Prompt:
The response must contain every line from the records below that has "PathBuf".

(Records shown Opens)

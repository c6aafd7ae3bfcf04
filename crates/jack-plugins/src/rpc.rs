//! Wire types for the RPC surface a plugin exposes to the daemon and
//! the smaller reverse surface the daemon exposes back to plugins.
//! Modeled on `op-jsonrpc/src/protocol.rs`'s request/response envelope,
//! narrowed to the fixed method set plugins actually need.

use serde::{Deserialize, Serialize};
use serde_json::Value;

pub const HANDSHAKE_MAGIC: &[u8; 4] = b"JACK";
pub const PROTOCOL_VERSION: u32 = 1;

#[derive(Debug, Clone, Serialize, Deserialize)]
pub struct HandshakeHello {
    pub magic: String,
    pub protocol_version: u32,
}

#[derive(Debug, Clone, Serialize, Deserialize)]
pub struct HandshakeAck {
    pub protocol_version: u32,
    /// Filesystem path of the unix socket the plugin is listening on
    /// (or will dial, for the reverse handshake) for the RPC channel.
    pub endpoint: String,
}

#[derive(Debug, Clone, Serialize, Deserialize)]
pub struct RpcRequest {
    pub id: u64,
    pub method: String,
    #[serde(default)]
    pub params: Value,
}

#[derive(Debug, Clone, Serialize, Deserialize)]
pub struct RpcResponse {
    pub id: u64,
    #[serde(skip_serializing_if = "Option::is_none")]
    pub result: Option<Value>,
    #[serde(skip_serializing_if = "Option::is_none")]
    pub error: Option<String>,
}

impl RpcResponse {
    pub fn ok(id: u64, result: Value) -> Self {
        Self { id, result: Some(result), error: None }
    }

    pub fn err(id: u64, message: impl Into<String>) -> Self {
        Self { id, result: None, error: Some(message.into()) }
    }
}

#[derive(Debug, Clone, Serialize, Deserialize)]
pub struct CliCommand {
    pub name: String,
    pub description: String,
    #[serde(default)]
    pub args: Vec<String>,
}

#[derive(Debug, Clone, Serialize, Deserialize)]
pub struct ServiceDescriptor {
    pub name: String,
    pub description: String,
    #[serde(default)]
    pub methods: Vec<String>,
}

/// Returned by `Metadata`. Drives namespace routing, CLI command
/// registration, config defaulting, and dependency-ordered startup in
/// the registry.
#[derive(Debug, Clone, Serialize, Deserialize)]
pub struct PluginMetadata {
    pub namespace: String,
    pub version: String,
    pub description: String,
    pub category: String,
    pub config_path: String,
    #[serde(default)]
    pub default_config: Value,
    #[serde(default)]
    pub dependencies: Vec<String>,
    #[serde(default)]
    pub path_prefix: Option<String>,
    #[serde(default)]
    pub cli_commands: Vec<CliCommand>,
    #[serde(default)]
    pub required_services: Vec<String>,
    #[serde(default)]
    pub provided_services: Vec<ServiceDescriptor>,
}

#[derive(Debug, Clone, Serialize, Deserialize)]
pub struct PluginStatus {
    pub healthy: bool,
    #[serde(default)]
    pub detail: Option<String>,
}

#[derive(Debug, Clone, Serialize, Deserialize)]
pub struct LogEvent {
    pub level: String,
    pub target: String,
    pub message: String,
}
//! Control-socket wire types: one JSON object per message, directly
//! modeled on spec.md §4.8's request/response schema. Framing (the
//! 4-byte big-endian length prefix) lives in [`crate::framing`].

use serde::{Deserialize, Serialize};
use serde_json::Value;

#[derive(Debug, Clone, Deserialize)]
pub struct Request {
    pub command: String,
    #[serde(default)]
    pub path: Option<String>,
    #[serde(default)]
    pub value: Option<Value>,
    #[serde(default)]
    pub plugin: Option<String>,
    #[serde(default)]
    pub cli_command: Option<String>,
    #[serde(default)]
    pub cli_args: Option<Vec<String>>,
    #[serde(default)]
    pub checkpoint_id: Option<String>,
}

#[derive(Debug, Clone, Serialize, Default)]
pub struct Response {
    pub success: bool,
    #[serde(skip_serializing_if = "Option::is_none")]
    pub message: Option<String>,
    #[serde(skip_serializing_if = "Option::is_none")]
    pub error: Option<String>,
    #[serde(skip_serializing_if = "Option::is_none")]
    pub data: Option<Value>,
}

impl Response {
    pub fn ok() -> Self {
        Response { success: true, ..Default::default() }
    }

    pub fn ok_with_data(data: Value) -> Self {
        Response { success: true, data: Some(data), ..Default::default() }
    }

    pub fn ok_with_message(message: impl Into<String>) -> Self {
        Response { success: true, message: Some(message.into()), ..Default::default() }
    }

    pub fn err(error: impl Into<String>) -> Self {
        Response { success: false, error: Some(error.into()), ..Default::default() }
    }

    /// Builds an error response from a `JackError`, keeping its
    /// `kind_name()` tag separate from the human-readable message the
    /// way spec.md §7's propagation policy describes.
    pub fn from_error(err: &jack_core::JackError) -> Self {
        Response {
            success: false,
            error: Some(format!("{}: {}", err.kind_name(), err)),
            ..Default::default()
        }
    }
}
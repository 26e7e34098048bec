//! Per-stage accounting of what a pipeline run changed.

use indexmap::IndexMap;
use serde::{Deserialize, Serialize};

use crate::dataset::Dataset;

use super::Stage;

/// Cells changed by one stage.
#[derive(Debug, Clone, Serialize, Deserialize)]
pub struct StageReport {
    /// The stage that ran.
    pub stage: Stage,
    /// Probability the stage ran with.
    pub probability: f64,
    /// Number of cells whose value changed.
    pub cells_changed: usize,
    /// Changed cells per column, in column order.
    #[serde(default, skip_serializing_if = "IndexMap::is_empty")]
    pub columns: IndexMap<String, usize>,
}

impl StageReport {
    /// Compare a stage's input and output.
    pub fn between(stage: Stage, probability: f64, before: &Dataset, after: &Dataset) -> Self {
        let columns = changed_cells(before, after);
        Self {
            stage,
            probability,
            cells_changed: columns.values().sum(),
            columns,
        }
    }
}

/// Result of running all stages over one dataset.
#[derive(Debug, Clone, Default, Serialize, Deserialize)]
pub struct CorruptionReport {
    /// One entry per stage, in execution order.
    pub stages: Vec<StageReport>,
    /// Cells whose final value differs from the input.
    pub cells_changed: usize,
    /// Total cells in the dataset.
    pub total_cells: usize,
}

impl CorruptionReport {
    /// Create an empty report.
    pub fn new() -> Self {
        Self::default()
    }

    /// Add a stage's result.
    pub fn add_stage(&mut self, stage: StageReport) {
        self.stages.push(stage);
    }

    /// Record the overall difference between input and output.
    pub fn finish(&mut self, input: &Dataset, output: &Dataset) {
        self.cells_changed = changed_cells(input, output).values().sum();
        self.total_cells = input.row_count() * input.column_count();
    }

    /// Report for a given stage.
    pub fn stage(&self, stage: Stage) -> Option<&StageReport> {
        self.stages.iter().find(|s| s.stage == stage)
    }

    /// Share of cells that differ from the input (0.0-1.0).
    pub fn corruption_rate(&self) -> f64 {
        if self.total_cells == 0 {
            0.0
        } else {
            self.cells_changed as f64 / self.total_cells as f64
        }
    }
}

/// Count differing cells per column. Columns with repeated names share a
/// counter; columns without changes are omitted.
fn changed_cells(before: &Dataset, after: &Dataset) -> IndexMap<String, usize> {
    let mut counts = IndexMap::new();

    for (old, new) in before.columns().iter().zip(after.columns()) {
        let changed = old
            .values()
            .iter()
            .zip(new.values())
            .filter(|(a, b)| a != b)
            .count();

        if changed > 0 {
            *counts.entry(old.name.clone()).or_insert(0) += changed;
        }
    }

    counts
}
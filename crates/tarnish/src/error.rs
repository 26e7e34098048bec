//! Error types for the Tarnish library.

use std::path::PathBuf;
use thiserror::Error;

/// Main error type for Tarnish operations.
#[derive(Debug, Error)]
pub enum TarnishError {
    /// Error reading or accessing a file.
    #[error("IO error for '{path}': {source}")]
    Io {
        path: PathBuf,
        #[source]
        source: std::io::Error,
    },

    /// Error from the CSV library.
    #[error("CSV error: {0}")]
    Csv(#[from] csv::Error),

    /// Empty file or no header to read.
    #[error("Empty data: {0}")]
    EmptyData(String),

    /// A probability parameter outside `[0, 1]` (or NaN).
    #[error("Invalid probability for '{parameter}': {value} (expected a value in [0, 1])")]
    InvalidProbability { parameter: String, value: f64 },

    /// Columns of unequal length handed to a dataset constructor.
    #[error("Column '{column}' has {found} rows, expected {expected}")]
    RaggedColumns {
        column: String,
        expected: usize,
        found: usize,
    },

    /// A path that should be a directory is not one.
    #[error("Not a directory: '{0}'")]
    NotADirectory(PathBuf),

    /// JSON serialization/deserialization error.
    #[error("JSON error: {0}")]
    Json(#[from] serde_json::Error),
}

/// Result type alias for Tarnish operations.
pub type Result<T> = std::result::Result<T, TarnishError>;
//! CLI command implementations.

pub mod batch;
pub mod file;
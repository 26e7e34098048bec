//! Statistical outlier injection.

use tracing::debug;

use crate::dataset::{ColumnKind, Dataset, Value};

use super::probability::Probability;
use super::sampling::sample_rows;
use super::stats::{Moments, OutlierTarget};

/// Default share of rows per numeric column that become outliers.
pub const DEFAULT_OUTLIER_PROBABILITY: Probability = Probability::constant(0.05);

/// Overwrite a sample of every numeric column with `mean + 10 * std`.
///
/// Statistics are computed over the column's present numeric cells, with
/// the sample (n - 1) standard deviation. A zero-variance column receives
/// its mean; a column with fewer than two values is skipped.
pub fn inject_outliers(
    dataset: &Dataset,
    probability: Probability,
    rng: &mut fastrand::Rng,
) -> Dataset {
    let mut corrupted = dataset.clone();
    let row_count = corrupted.row_count();

    for col in 0..corrupted.column_count() {
        let column = &corrupted.columns()[col];
        if column.kind() != ColumnKind::Numeric {
            continue;
        }

        let rows = sample_rows(rng, row_count, probability);
        let target = OutlierTarget::from_moments(&Moments::from_values(column.values()));

        let Some(outlier) = target.value() else {
            debug!(column = %column.name, "skipping outliers: standard deviation undefined");
            continue;
        };
        if let OutlierTarget::Mean(_) = target {
            debug!(column = %column.name, "zero variance: outliers collapse to the mean");
        }

        let values = corrupted.values_mut(col);
        for row in rows {
            values[row] = Value::Float(outlier);
        }
    }

    corrupted
}

#[cfg(test)]
mod tests {
    use super::*;
    use crate::dataset::Column;

    #[test]
    fn test_outlier_magnitude() {
        let values: Vec<Value> = (1..=20).map(Value::Integer).collect();
        let moments = Moments::from_values(&values);
        let expected = moments.mean().unwrap() + 10.0 * moments.sample_std().unwrap();

        let dataset = Dataset::new(vec![Column::new("x", values)]).unwrap();
        let mut rng = fastrand::Rng::with_seed(31);
        let result = inject_outliers(&dataset, Probability::new(0.25).unwrap(), &mut rng);

        let changed: Vec<&Value> = result
            .column(0)
            .unwrap()
            .values()
            .iter()
            .zip(dataset.column(0).unwrap().values())
            .filter(|(after, before)| after != before)
            .map(|(after, _)| after)
            .collect();

        assert_eq!(changed.len(), 5);
        for value in changed {
            assert!((value.as_f64().unwrap() - expected).abs() < 1e-9);
        }
    }

    #[test]
    fn test_zero_variance_yields_mean() {
        let dataset = Dataset::new(vec![Column::new("x", vec![Value::Integer(10); 5])]).unwrap();
        let mut rng = fastrand::Rng::with_seed(32);
        let result = inject_outliers(&dataset, Probability::ONE, &mut rng);

        assert_eq!(result.row_count(), 5);
        for value in result.column(0).unwrap().values() {
            assert_eq!(value.as_f64(), Some(10.0));
        }
    }

    #[test]
    fn test_single_value_column_skipped() {
        let dataset = Dataset::new(vec![Column::new(
            "x",
            vec![Value::Float(4.5), Value::Missing, Value::Missing],
        )])
        .unwrap();
        let mut rng = fastrand::Rng::with_seed(33);
        assert_eq!(inject_outliers(&dataset, Probability::ONE, &mut rng), dataset);
    }

    #[test]
    fn test_text_columns_untouched() {
        let dataset = Dataset::new(vec![Column::new(
            "x",
            vec![Value::Integer(1), Value::text("invalid"), Value::Integer(3)],
        )])
        .unwrap();
        let mut rng = fastrand::Rng::with_seed(34);
        assert_eq!(inject_outliers(&dataset, Probability::ONE, &mut rng), dataset);
    }
}
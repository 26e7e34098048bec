//! Reading and writing delimited tabular files.

mod parser;
mod source;
mod writer;

pub use parser::{Parser, ParserConfig, is_null_value};
pub use source::SourceMetadata;
pub use writer::Writer;
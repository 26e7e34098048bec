//! CLI argument definitions using clap.

use clap::{ArgAction, Parser, Subcommand};
use std::path::PathBuf;

/// Tarnish: synthetic data-quality corruption for tabular test fixtures
#[derive(Parser)]
#[command(name = "tarnish")]
#[command(version, about, long_about = None)]
#[command(propagate_version = true)]
pub struct Cli {
    #[command(subcommand)]
    pub command: Commands,

    /// Increase log verbosity (-v info, -vv debug, -vvv trace)
    #[arg(short, long, global = true, action = ArgAction::Count)]
    pub verbose: u8,
}

#[derive(Subcommand)]
pub enum Commands {
    /// Corrupt every .csv file in a folder
    Batch {
        /// Folder containing clean CSV files
        #[arg(value_name = "INPUT_DIR", default_value = "clean_datasets")]
        input_dir: PathBuf,

        /// Folder for <name>_corrupted.csv outputs (created if missing)
        #[arg(value_name = "OUTPUT_DIR", default_value = "corrupted_datasets")]
        output_dir: PathBuf,

        /// Seed for reproducible output
        #[arg(short, long)]
        seed: Option<u64>,

        /// Field delimiter for input and output
        #[arg(short, long, default_value = ",", value_parser = parse_delimiter)]
        delimiter: u8,

        /// Write a JSON summary of every corrupted file
        #[arg(long, value_name = "PATH")]
        report: Option<PathBuf>,
    },

    /// Corrupt a single CSV file
    File {
        /// Path to the clean CSV file
        #[arg(value_name = "FILE")]
        file: PathBuf,

        /// Output path (default: <file stem>_corrupted.csv next to the input)
        #[arg(short, long)]
        output: Option<PathBuf>,

        /// Seed for reproducible output
        #[arg(short, long)]
        seed: Option<u64>,

        /// Field delimiter for input and output
        #[arg(short, long, default_value = ",", value_parser = parse_delimiter)]
        delimiter: u8,

        /// Print the corruption report as JSON
        #[arg(long)]
        json: bool,
    },
}

/// Parse a single-byte delimiter; `\t` and `tab` mean a tab.
fn parse_delimiter(s: &str) -> Result<u8, String> {
    match s {
        "\\t" | "tab" => Ok(b'\t'),
        _ if s.len() == 1 && s.is_ascii() => Ok(s.as_bytes()[0]),
        _ => Err(format!(
            "Invalid delimiter: {:?}. Use a single ASCII character.",
            s
        )),
    }
}
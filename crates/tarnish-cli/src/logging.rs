//! Logging setup using `tracing` and `tracing-subscriber`.
//!
//! Log lines go to stderr so corrupted data or JSON written to stdout stays
//! clean. `RUST_LOG` takes precedence over the `-v` flag.

use tracing::Level;
use tracing_subscriber::{EnvFilter, fmt};

/// Map the `-v` count to a level.
///
/// - 0: warn
/// - 1 (`-v`): info
/// - 2 (`-vv`): debug
/// - 3+ (`-vvv`): trace
pub fn level_from_verbosity(verbosity: u8) -> Level {
    match verbosity {
        0 => Level::WARN,
        1 => Level::INFO,
        2 => Level::DEBUG,
        _ => Level::TRACE,
    }
}

/// Install the global subscriber. Safe to call once per process.
pub fn init_logging(verbosity: u8) {
    let level = level_from_verbosity(verbosity);
    let filter = EnvFilter::try_from_default_env()
        .unwrap_or_else(|_| EnvFilter::new(format!("tarnish={}", level.as_str().to_ascii_lowercase())));

    let _ = fmt()
        .with_env_filter(filter)
        .with_writer(std::io::stderr)
        .with_target(false)
        .compact()
        .try_init();
}

#[cfg(test)]
mod tests {
    use super::*;

    #[test]
    fn test_level_from_verbosity() {
        assert_eq!(level_from_verbosity(0), Level::WARN);
        assert_eq!(level_from_verbosity(1), Level::INFO);
        assert_eq!(level_from_verbosity(2), Level::DEBUG);
        assert_eq!(level_from_verbosity(9), Level::TRACE);
    }
}
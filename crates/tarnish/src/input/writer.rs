//! CSV writer for datasets.

use std::fs::File;
use std::io::Write;
use std::path::Path;

use crate::dataset::Dataset;
use crate::error::{Result, TarnishError};

/// Writes datasets as delimited text with a header row.
///
/// Missing cells are written as empty fields and row order is preserved.
pub struct Writer {
    delimiter: u8,
}

impl Writer {
    /// Create a comma-delimited writer.
    pub fn new() -> Self {
        Self { delimiter: b',' }
    }

    /// Create a writer with a custom delimiter.
    pub fn with_delimiter(delimiter: u8) -> Self {
        Self { delimiter }
    }

    /// Write the dataset to a file, replacing any existing content.
    pub fn write_file(&self, dataset: &Dataset, path: impl AsRef<Path>) -> Result<()> {
        let path = path.as_ref();
        let file = File::create(path).map_err(|e| TarnishError::Io {
            path: path.to_path_buf(),
            source: e,
        })?;
        self.write(dataset, file)
    }

    /// Write the dataset to any writer.
    pub fn write<W: Write>(&self, dataset: &Dataset, out: W) -> Result<()> {
        let mut writer = csv::WriterBuilder::new()
            .delimiter(self.delimiter)
            .from_writer(out);

        writer.write_record(dataset.column_names())?;
        for row in 0..dataset.row_count() {
            writer.write_record(dataset.row(row).map(|v| v.to_string()))?;
        }

        writer.flush().map_err(|e| TarnishError::Csv(e.into()))?;
        Ok(())
    }

    /// Render the dataset to a string.
    pub fn write_string(&self, dataset: &Dataset) -> Result<String> {
        let mut buffer = Vec::new();
        self.write(dataset, &mut buffer)?;
        Ok(String::from_utf8_lossy(&buffer).into_owned())
    }
}

impl Default for Writer {
    fn default() -> Self {
        Self::new()
    }
}
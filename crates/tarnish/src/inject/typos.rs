//! Single-keystroke typo injection.

use crate::dataset::{ColumnKind, Dataset, Value};

use super::probability::Probability;
use super::sampling::sample_rows;

/// Default share of rows per text column that receive a typo.
pub const DEFAULT_TYPO_PROBABILITY: Probability = Probability::constant(0.10);

/// Replace one character in a sample of cells of every text column.
///
/// Missing cells, numbers, and strings shorter than two characters are
/// left unchanged when sampled.
pub fn inject_typos(dataset: &Dataset, probability: Probability, rng: &mut fastrand::Rng) -> Dataset {
    let mut corrupted = dataset.clone();
    let row_count = corrupted.row_count();

    for col in 0..corrupted.column_count() {
        if corrupted.columns()[col].kind() != ColumnKind::Text {
            continue;
        }

        let rows = sample_rows(rng, row_count, probability);
        let values = corrupted.values_mut(col);

        for row in rows {
            if let Value::Text(word) = &mut values[row] {
                if let Some(misspelled) = typo(word, rng) {
                    *word = misspelled;
                }
            }
        }
    }

    corrupted
}

/// Swap one uniformly chosen character for a random lowercase letter.
fn typo(word: &str, rng: &mut fastrand::Rng) -> Option<String> {
    let mut chars: Vec<char> = word.chars().collect();
    if chars.len() < 2 {
        return None;
    }

    let position = rng.usize(..chars.len());
    chars[position] = rng.lowercase();
    Some(chars.into_iter().collect())
}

(Records shown Closes)

Solution for this problem:
use std::path::PathBuf;
        path: PathBuf,
    NotADirectory(PathBuf),
use std::path::PathBuf;
        input_dir: PathBuf,
        output_dir: PathBuf,
        report: Option<PathBuf>,
        file: PathBuf,
        output: Option<PathBuf>,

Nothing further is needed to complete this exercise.